21:53 __main__             INFO    Training model dnf_512_celeba_paper with algorithm dnf on data set celeba
Traceback (most recent call last):
  File "/nethome/rorozcom3/denoising-normalizing-flow/experiments/train.py", line 682, in <module>
    dataset = simulator.load_dataset(train=True, dataset_dir=create_filename("dataset", None, args), limit_samplesize=args.samplesize, joint_score=args.scandal is not None)
  File "/nethome/rorozcom3/denoising-normalizing-flow/experiments/datasets/images.py", line 44, in load_dataset
    x = np.load("{}/{}.npy".format(dataset_dir, "train" if train else "test"))
  File "/nethome/rorozcom3/miniconda3/envs/ml/lib/python3.10/site-packages/numpy/lib/npyio.py", line 418, in load
    raise ValueError("Cannot load file containing pickled data "
ValueError: Cannot load file containing pickled data when allow_pickle=False

after adding allow_pickle to that load call i get this:

(ml) rorozcom3@dgx1:~/denoising-normalizing-flow/experiments$ python3 train.py -c configs/train_dnf_celeba.config
21:52 __main__             INFO    Hi!
21:52 __main__             INFO    Training model dnf_512_celeba_paper with algorithm dnf on data set celeba
Traceback (most recent call last):
  File "/nethome/rorozcom3/miniconda3/envs/ml/lib/python3.10/site-packages/numpy/lib/npyio.py", line 421, in load
    return pickle.load(fid, **pickle_kwargs)
_pickle.UnpicklingError: invalid load key, '<'.

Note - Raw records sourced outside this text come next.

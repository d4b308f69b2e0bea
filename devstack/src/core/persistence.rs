//! Persistence backend variants and the settings derived from them.
//!
//! The stack targets exactly one store per project. Everything that differs
//! between the two (service names, driver ids, credentials, env overrides,
//! the image extension) is derived here so callers only branch on
//! [`Persistence`] in one place.

use std::fmt;
use std::str::FromStr;

use serde::{Deserialize, Serialize};

/// Composer package that provides the MongoDB driver for Laravel.
pub const MONGODB_DRIVER_PACKAGE: &str = "mongodb/laravel-mongodb";

/// Database name shared by both variants.
pub const DATABASE_NAME: &str = "laravel";

/// Mail-capture service host and SMTP port as seen from inside the network.
pub const MAIL_HOST: &str = "mailpit";
pub const MAIL_SMTP_PORT: u16 = 1025;

/// Persistence backend the stack is provisioned for.
#[derive(Debug, Clone, Copy, Default, PartialEq, Eq, Hash, Serialize, Deserialize)]
#[serde(rename_all = "lowercase")]
pub enum Persistence {
    /// MongoDB with mongo-express.
    #[default]
    Document,
    /// MySQL with phpMyAdmin.
    Relational,
}

/// Login for the database service.
#[derive(Debug, Clone, PartialEq, Eq, Serialize)]
pub struct Credentials {
    pub username: String,
    pub password: String,
}

impl Persistence {
    pub const ALL: [Persistence; 2] = [Persistence::Document, Persistence::Relational];

    pub fn as_str(self) -> &'static str {
        match self {
            Persistence::Document => "document",
            Persistence::Relational => "relational",
        }
    }

    /// Laravel connection driver id (the `DB_CONNECTION` value).
    pub fn driver(self) -> &'static str {
        match self {
            Persistence::Document => "mongodb",
            Persistence::Relational => "mysql",
        }
    }

    /// Compose service name of the database.
    pub fn database_service(self) -> &'static str {
        match self {
            Persistence::Document => "mongodb",
            Persistence::Relational => "mysql",
        }
    }

    /// Compose service name of the database admin UI.
    pub fn admin_service(self) -> &'static str {
        match self {
            Persistence::Document => "mongo-express",
            Persistence::Relational => "phpmyadmin",
        }
    }

    pub fn database_image(self) -> &'static str {
        match self {
            Persistence::Document => "mongo:7",
            Persistence::Relational => "mysql:8.0",
        }
    }

    pub fn admin_image(self) -> &'static str {
        match self {
            Persistence::Document => "mongo-express:1",
            Persistence::Relational => "phpmyadmin:5",
        }
    }

    /// Port the database listens on inside the compose network.
    pub fn database_port(self) -> u16 {
        match self {
            Persistence::Document => 27017,
            Persistence::Relational => 3306,
        }
    }

    /// Port the admin UI listens on inside its container.
    pub fn admin_container_port(self) -> u16 {
        match self {
            Persistence::Document => 8081,
            Persistence::Relational => 80,
        }
    }

    /// Default host port for the admin UI.
    pub fn default_admin_port(self) -> u16 {
        match self {
            Persistence::Document => 8081,
            Persistence::Relational => 8080,
        }
    }

    /// Path inside the database container that the named volume backs.
    pub fn data_dir(self) -> &'static str {
        match self {
            Persistence::Document => "/data/db",
            Persistence::Relational => "/var/lib/mysql",
        }
    }

    /// Named volume holding database files.
    pub fn volume_name(self) -> &'static str {
        match self {
            Persistence::Document => "mongodb_data",
            Persistence::Relational => "mysql_data",
        }
    }

    pub fn credentials(self) -> Credentials {
        let username = match self {
            Persistence::Document => "root",
            Persistence::Relational => "laravel",
        };
        Credentials {
            username: username.to_string(),
            password: "secret".to_string(),
        }
    }
}

impl fmt::Display for Persistence {
    fn fmt(&self, f: &mut fmt::Formatter<'_>) -> fmt::Result {
        f.write_str(self.as_str())
    }
}

impl FromStr for Persistence {
    type Err = String;

    fn from_str(s: &str) -> Result<Self, Self::Err> {
        match s.trim().to_ascii_lowercase().as_str() {
            "document" | "mongodb" | "mongo" => Ok(Persistence::Document),
            "relational" | "mysql" => Ok(Persistence::Relational),
            other => Err(format!(
                "unknown persistence '{other}' (expected 'document' or 'relational')"
            )),
        }
    }
}

/// Keys the backend reads to reach the other services, in write order.
pub const BACKEND_ENV_KEYS: [&str; 8] = [
    "DB_CONNECTION",
    "DB_HOST",
    "DB_PORT",
    "DB_DATABASE",
    "DB_USERNAME",
    "DB_PASSWORD",
    "MAIL_HOST",
    "MAIL_PORT",
];

/// Desired values for [`BACKEND_ENV_KEYS`] under `persistence`.
pub fn backend_env_overrides(persistence: Persistence) -> Vec<(&'static str, String)> {
    let credentials = persistence.credentials();
    let values = [
        persistence.driver().to_string(),
        persistence.database_service().to_string(),
        persistence.database_port().to_string(),
        DATABASE_NAME.to_string(),
        credentials.username,
        credentials.password,
        MAIL_HOST.to_string(),
        MAIL_SMTP_PORT.to_string(),
    ];
    BACKEND_ENV_KEYS.into_iter().zip(values).collect()
}

/// Connection profile registered in `config/database.php` for the document
/// store. Lines are relative to the profile key's indentation.
pub fn mongodb_connection_profile() -> Vec<&'static str> {
    vec![
        "'mongodb' => [",
        "    'driver' => 'mongodb',",
        "    'dsn' => env('DB_URI', 'mongodb://'.env('DB_USERNAME').':'.env('DB_PASSWORD').'@'.env('DB_HOST').':'.env('DB_PORT')),",
        "    'database' => env('DB_DATABASE', 'laravel'),",
        "],",
    ]
}

#[cfg(test)]
mod tests {
    use super::*;

    #[test]
    fn parses_aliases_case_insensitively() {
        assert_eq!("Document".parse::<Persistence>(), Ok(Persistence::Document));
        assert_eq!("mongo".parse::<Persistence>(), Ok(Persistence::Document));
        assert_eq!("MySQL".parse::<Persistence>(), Ok(Persistence::Relational));
        let err = "sqlite".parse::<Persistence>().unwrap_err();
        assert!(err.contains("unknown persistence 'sqlite'"));
    }

    #[test]
    fn overrides_cover_every_key_in_order() {
        for persistence in Persistence::ALL {
            let keys: Vec<&str> = backend_env_overrides(persistence)
                .iter()
                .map(|(key, _)| *key)
                .collect();
            assert_eq!(keys, BACKEND_ENV_KEYS);
        }
    }

    #[test]
    fn relational_overrides_point_at_mysql() {
        let overrides = backend_env_overrides(Persistence::Relational);
        assert!(overrides.contains(&("DB_CONNECTION", "mysql".to_string())));
        assert!(overrides.contains(&("DB_HOST", "mysql".to_string())));
        assert!(overrides.contains(&("DB_PORT", "3306".to_string())));
        assert!(overrides.contains(&("DB_USERNAME", "laravel".to_string())));
        assert!(overrides.contains(&("MAIL_PORT", "1025".to_string())));
    }

    #[test]
    fn serde_uses_lowercase_names() {
        #[derive(Deserialize)]
        struct Wrapper {
            persistence: Persistence,
        }
        let parsed: Wrapper = toml::from_str("persistence = \"relational\"").expect("parse");
        assert_eq!(parsed.persistence, Persistence::Relational);
    }
}
//! Capabilities backed by external tools.
//!
//! Each trait covers one kind of interaction with the container tooling, so
//! provisioning can be driven by [`DockerToolchain`] in production and by a
//! recording fake in tests without a live runtime.

use std::path::PathBuf;
use std::process::Command;
use std::time::Duration;

use anyhow::{Result, bail};
use tracing::{info, instrument, warn};

use super::ownership::Owner;
use super::paths::StackPaths;
use super::preflight::ComposeForm;
use super::process::{describe, run_command_with_log};
use crate::core::topology::{BACKEND_SERVICE, FRONTEND_SERVICE};

const ERROR_TAIL_LINES: usize = 20;

/// Scaffolded sub-project.
#[derive(Debug, Clone, Copy, PartialEq, Eq, Hash)]
pub enum Project {
    Backend,
    Frontend,
}

impl Project {
    pub fn service(self) -> &'static str {
        match self {
            Project::Backend => BACKEND_SERVICE,
            Project::Frontend => FRONTEND_SERVICE,
        }
    }

    /// Generator run inside a throwaway container of the project's service.
    fn scaffold_args(self) -> &'static [&'static str] {
        match self {
            Project::Backend => &[
                "composer",
                "create-project",
                "--no-interaction",
                "--prefer-dist",
                "laravel/laravel",
                ".",
            ],
            Project::Frontend => &[
                "npm", "create", "-y", "vite@latest", ".", "--", "--template", "react",
            ],
        }
    }

    fn install_args(self) -> &'static [&'static str] {
        match self {
            Project::Backend => &["composer", "install", "--no-interaction"],
            Project::Frontend => &["npm", "install"],
        }
    }

    fn add_package_args(self, package: &str) -> Vec<String> {
        let base: &[&str] = match self {
            Project::Backend => &["composer", "require", "--no-interaction"],
            Project::Frontend => &["npm", "install"],
        };
        base.iter()
            .map(|arg| (*arg).to_string())
            .chain(std::iter::once(package.to_string()))
            .collect()
    }
}

pub trait ImageBuilder {
    fn build_image(&self, service: &str) -> Result<()>;
}

pub trait ProjectScaffolder {
    /// Generate a starter project into the project's (empty) directory.
    fn scaffold(&self, project: Project) -> Result<()>;
}

pub trait DependencyInstaller {
    /// Install everything the project's manifest declares.
    fn install(&self, project: Project) -> Result<()>;
    /// Add one package to the project's manifest and install it.
    fn add_package(&self, project: Project, package: &str) -> Result<()>;
}

/// Framework commands run inside the backend service.
pub trait BackendTasks {
    fn generate_app_key(&self) -> Result<()>;
    /// Run schema migrations; starts the database the backend depends on.
    fn migrate(&self) -> Result<()>;
}

pub trait StackOrchestrator {
    /// Start every declared service in the background.
    fn up_detached(&self) -> Result<()>;
}

pub trait OwnershipFixer {
    fn chown_recursive(&self, owner: Owner, targets: &[PathBuf]) -> Result<()>;
}

/// Everything provisioning needs from the outside world.
pub trait Toolchain:
    ImageBuilder
    + ProjectScaffolder
    + DependencyInstaller
    + BackendTasks
    + StackOrchestrator
    + OwnershipFixer
{
}

impl<T> Toolchain for T where
    T: ImageBuilder
        + ProjectScaffolder
        + DependencyInstaller
        + BackendTasks
        + StackOrchestrator
        + OwnershipFixer
{
}

impl<T: ImageBuilder + ?Sized> ImageBuilder for &T {
    fn build_image(&self, service: &str) -> Result<()> {
        (**self).build_image(service)
    }
}

impl<T: ProjectScaffolder + ?Sized> ProjectScaffolder for &T {
    fn scaffold(&self, project: Project) -> Result<()> {
        (**self).scaffold(project)
    }
}

impl<T: DependencyInstaller + ?Sized> DependencyInstaller for &T {
    fn install(&self, project: Project) -> Result<()> {
        (**self).install(project)
    }

    fn add_package(&self, project: Project, package: &str) -> Result<()> {
        (**self).add_package(project, package)
    }
}

impl<T: BackendTasks + ?Sized> BackendTasks for &T {
    fn generate_app_key(&self) -> Result<()> {
        (**self).generate_app_key()
    }

    fn migrate(&self) -> Result<()> {
        (**self).migrate()
    }
}

impl<T: StackOrchestrator + ?Sized> StackOrchestrator for &T {
    fn up_detached(&self) -> Result<()> {
        (**self).up_detached()
    }
}

impl<T: OwnershipFixer + ?Sized> OwnershipFixer for &T {
    fn chown_recursive(&self, owner: Owner, targets: &[PathBuf]) -> Result<()> {
        (**self).chown_recursive(owner, targets)
    }
}

/// Settings for [`DockerToolchain`].
#[derive(Debug, Clone)]
pub struct ToolchainSettings {
    pub timeout: Duration,
    pub output_limit_bytes: usize,
    /// Prefix for commands that need root (e.g. `["sudo"]`); empty runs them directly.
    pub privilege_command: Vec<String>,
}

/// Toolchain that shells out to Docker Compose from the project root.
pub struct DockerToolchain {
    paths: StackPaths,
    compose: ComposeForm,
    settings: ToolchainSettings,
}

impl DockerToolchain {
    pub fn new(paths: StackPaths, compose: ComposeForm, settings: ToolchainSettings) -> Self {
        Self {
            paths,
            compose,
            settings,
        }
    }

    fn compose<S: AsRef<str>>(&self, args: &[S]) -> Command {
        let mut cmd = self.compose.command();
        cmd.args(args.iter().map(AsRef::as_ref))
            .current_dir(&self.paths.root);
        cmd
    }

    /// `compose run --rm -T [--no-deps] <service> <args...>`
    fn run_in_service<S: AsRef<str>>(&self, service: &str, with_deps: bool, args: &[S]) -> Command {
        let mut cmd = self.compose(&["run", "--rm", "-T"]);
        if !with_deps {
            cmd.arg("--no-deps");
        }
        cmd.arg(service).args(args.iter().map(AsRef::as_ref));
        cmd
    }

    /// Run `cmd`, logging its output to `.devstack/logs/<step>.log`; fail on non-zero exit.
    #[instrument(skip(self, cmd))]
    fn run_step(&self, step: &str, cmd: Command) -> Result<()> {
        let command_line = describe(&cmd);
        let log_path = self.paths.log_path(step);
        info!(command = %command_line, "running");
        let output = run_command_with_log(
            cmd,
            self.settings.timeout,
            self.settings.output_limit_bytes,
            &log_path,
        )?;

        if output.timed_out {
            warn!(step, "command timed out");
            bail!(
                "`{command_line}` timed out after {}s (log: {})",
                self.settings.timeout.as_secs(),
                log_path.display()
            );
        }
        if !output.status.success() {
            warn!(step, exit_code = ?output.status.code(), "command failed");
            bail!(
                "`{command_line}` exited with status {:?} (log: {})\n{}",
                output.status.code(),
                log_path.display(),
                output.tail(ERROR_TAIL_LINES)
            );
        }
        Ok(())
    }
}

impl ImageBuilder for DockerToolchain {
    fn build_image(&self, service: &str) -> Result<()> {
        self.run_step(&format!("{service}-build"), self.compose(&["build", service]))
    }
}

impl ProjectScaffolder for DockerToolchain {
    fn scaffold(&self, project: Project) -> Result<()> {
        let cmd = self.run_in_service(project.service(), false, project.scaffold_args());
        self.run_step(&format!("{}-scaffold", project.service()), cmd)
    }
}

impl DependencyInstaller for DockerToolchain {
    fn install(&self, project: Project) -> Result<()> {
        let cmd = self.run_in_service(project.service(), false, project.install_args());
        self.run_step(&format!("{}-install", project.service()), cmd)
    }

    fn add_package(&self, project: Project, package: &str) -> Result<()> {
        let cmd = self.run_in_service(project.service(), false, &project.add_package_args(package));
        self.run_step(&format!("{}-add-package", project.service()), cmd)
    }
}

impl BackendTasks for DockerToolchain {
    fn generate_app_key(&self) -> Result<()> {
        let cmd = self.run_in_service(
            BACKEND_SERVICE,
            false,
            &["php", "artisan", "key:generate", "--no-interaction"],
        );
        self.run_step("backend-key-generate", cmd)
    }

    fn migrate(&self) -> Result<()> {
        let cmd = self.run_in_service(BACKEND_SERVICE, true, &["php", "artisan", "migrate", "--force"]);
        self.run_step("backend-migrate", cmd)
    }
}

impl StackOrchestrator for DockerToolchain {
    fn up_detached(&self) -> Result<()> {
        self.run_step("stack-up", self.compose(&["up", "-d"]))
    }
}

impl OwnershipFixer for DockerToolchain {
    fn chown_recursive(&self, owner: Owner, targets: &[PathBuf]) -> Result<()> {
        self.run_step("chown", self.chown_command(owner, targets))
    }
}

impl DockerToolchain {
    /// `[<privilege prefix>] chown -R uid:gid <targets...>`
    fn chown_command(&self, owner: Owner, targets: &[PathBuf]) -> Command {
        let mut cmd = match self.settings.privilege_command.split_first() {
            Some((program, args)) => {
                let mut cmd = Command::new(program);
                cmd.args(args).arg("chown");
                cmd
            }
            None => Command::new("chown"),
        };
        cmd.arg("-R")
            .arg(owner.to_string())
            .args(targets)
            .current_dir(&self.paths.root);
        cmd
    }
}

#[cfg(test)]
mod tests {
    use super::*;

    fn toolchain(privilege: &[&str]) -> DockerToolchain {
        DockerToolchain::new(
            StackPaths::new("/work/app"),
            ComposeForm::Plugin {
                docker: PathBuf::from("docker"),
            },
            ToolchainSettings {
                timeout: Duration::from_secs(5),
                output_limit_bytes: 1024,
                privilege_command: privilege.iter().map(|s| s.to_string()).collect(),
            },
        )
    }

    #[test]
    fn scaffold_runs_in_a_throwaway_container_without_dependencies() {
        let tools = toolchain(&[]);
        let cmd = tools.run_in_service("backend", false, Project::Backend.scaffold_args());
        assert_eq!(
            describe(&cmd),
            "docker compose run --rm -T --no-deps backend composer create-project \
             --no-interaction --prefer-dist laravel/laravel ."
        );
        assert_eq!(cmd.get_current_dir(), Some(std::path::Path::new("/work/app")));
    }

    #[test]
    fn migrate_keeps_service_dependencies() {
        let tools = toolchain(&[]);
        let cmd = tools.run_in_service("backend", true, &["php", "artisan", "migrate"]);
        assert_eq!(
            describe(&cmd),
            "docker compose run --rm -T backend php artisan migrate"
        );
    }

    #[test]
    fn add_package_appends_the_package() {
        assert_eq!(
            Project::Backend.add_package_args("mongodb/laravel-mongodb"),
            vec!["composer", "require", "--no-interaction", "mongodb/laravel-mongodb"]
        );
        assert_eq!(Project::Frontend.install_args(), &["npm", "install"]);
    }

    #[test]
    fn chown_goes_through_the_privilege_prefix() {
        let owner = Owner { uid: 1000, gid: 1000 };
        let targets = [PathBuf::from("/work/app/backend")];

        let with_sudo = toolchain(&["sudo", "-n"]).chown_command(owner, &targets);
        assert_eq!(
            describe(&with_sudo),
            "sudo -n chown -R 1000:1000 /work/app/backend"
        );

        let direct = toolchain(&[]).chown_command(owner, &targets);
        assert_eq!(describe(&direct), "chown -R 1000:1000 /work/app/backend");
    }

    #[cfg(unix)]
    #[test]
    fn failing_step_reports_command_and_log() {
        let temp = tempfile::tempdir().expect("tempdir");
        let tools = DockerToolchain::new(
            StackPaths::new(temp.path()),
            ComposeForm::Standalone {
                binary: PathBuf::from("false"),
            },
            ToolchainSettings {
                timeout: Duration::from_secs(5),
                output_limit_bytes: 1024,
                privilege_command: Vec::new(),
            },
        );
        let err = tools.up_detached().unwrap_err();
        let msg = format!("{err:#}");
        assert!(msg.contains("`false up -d` exited with status Some(1)"), "{msg}");
        assert!(temp.path().join(".devstack/logs/stack-up.log").is_file());
    }
}
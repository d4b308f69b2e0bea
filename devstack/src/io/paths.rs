//! Canonical paths of a provisioned project.

use std::path::{Path, PathBuf};

/// All paths devstack reads or writes, relative to one project root.
#[derive(Debug, Clone)]
pub struct StackPaths {
    pub root: PathBuf,
    pub backend_dir: PathBuf,
    pub frontend_dir: PathBuf,
    pub compose_path: PathBuf,
    pub dockerfile_path: PathBuf,
    pub config_path: PathBuf,
    pub logs_dir: PathBuf,
    /// `composer.json`; its presence means the backend is scaffolded.
    pub backend_manifest: PathBuf,
    pub backend_env: PathBuf,
    pub backend_env_example: PathBuf,
    /// `vendor/`; its absence triggers `composer install`.
    pub backend_vendor: PathBuf,
    pub backend_database_config: PathBuf,
    /// `package.json`; its presence means the frontend is scaffolded.
    pub frontend_manifest: PathBuf,
    pub frontend_env: PathBuf,
    pub frontend_node_modules: PathBuf,
}

impl StackPaths {
    pub fn new(root: impl Into<PathBuf>) -> Self {
        let root = root.into();
        let backend_dir = root.join("backend");
        let frontend_dir = root.join("frontend");
        let state_dir = root.join(".devstack");
        Self {
            compose_path: root.join("docker-compose.yml"),
            dockerfile_path: root.join("Dockerfile"),
            config_path: root.join("devstack.toml"),
            logs_dir: state_dir.join("logs"),
            backend_manifest: backend_dir.join("composer.json"),
            backend_env: backend_dir.join(".env"),
            backend_env_example: backend_dir.join(".env.example"),
            backend_vendor: backend_dir.join("vendor"),
            backend_database_config: backend_dir.join("config").join("database.php"),
            frontend_manifest: frontend_dir.join("package.json"),
            frontend_env: frontend_dir.join(".env"),
            frontend_node_modules: frontend_dir.join("node_modules"),
            backend_dir,
            frontend_dir,
            root,
        }
    }

    /// Log file for an external command step (e.g. `backend-scaffold`).
    pub fn log_path(&self, step: &str) -> PathBuf {
        self.logs_dir.join(format!("{step}.log"))
    }
}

The above exception was the direct cause of the following exception:

Traceback (most recent call last):
  File "/nethome/rorozcom3/denoising-normalizing-flow/experiments/train.py", line 682, in <module>
    dataset = simulator.load_dataset(train=True, dataset_dir=create_filename("dataset", None, args), limit_samplesize=args.samplesize, joint_score=args.scandal is not None)
  File "/nethome/rorozcom3/denoising-normalizing-flow/experiments/datasets/images.py", line 44, in load_dataset
    x = np.load("{}/{}.npy".format(dataset_dir, "train" if train else "test"), allow_pickle=True)
  File "/nethome/rorozcom3/miniconda3/envs/ml/lib/python3.10/site-packages/numpy/lib/npyio.py", line 423, in load
    raise pickle.UnpicklingError(
_pickle.UnpicklingError: Failed to interpret file '/nethome/rorozcom3/denoising-normalizing-flow/experiments/data/samples/celeba/train.npy' as a pickle

Thank you for your attention! I look forward to getting this running!

@chrvt
Copy link
Owner

chrvt commented Nov 21, 2022

Hi there,

thanks a lot for raising this issue.

It seems to me that there is some issue with loading the dataset. For the thin_spiral, the dataset is not created "[Errno 2] No such file or directory"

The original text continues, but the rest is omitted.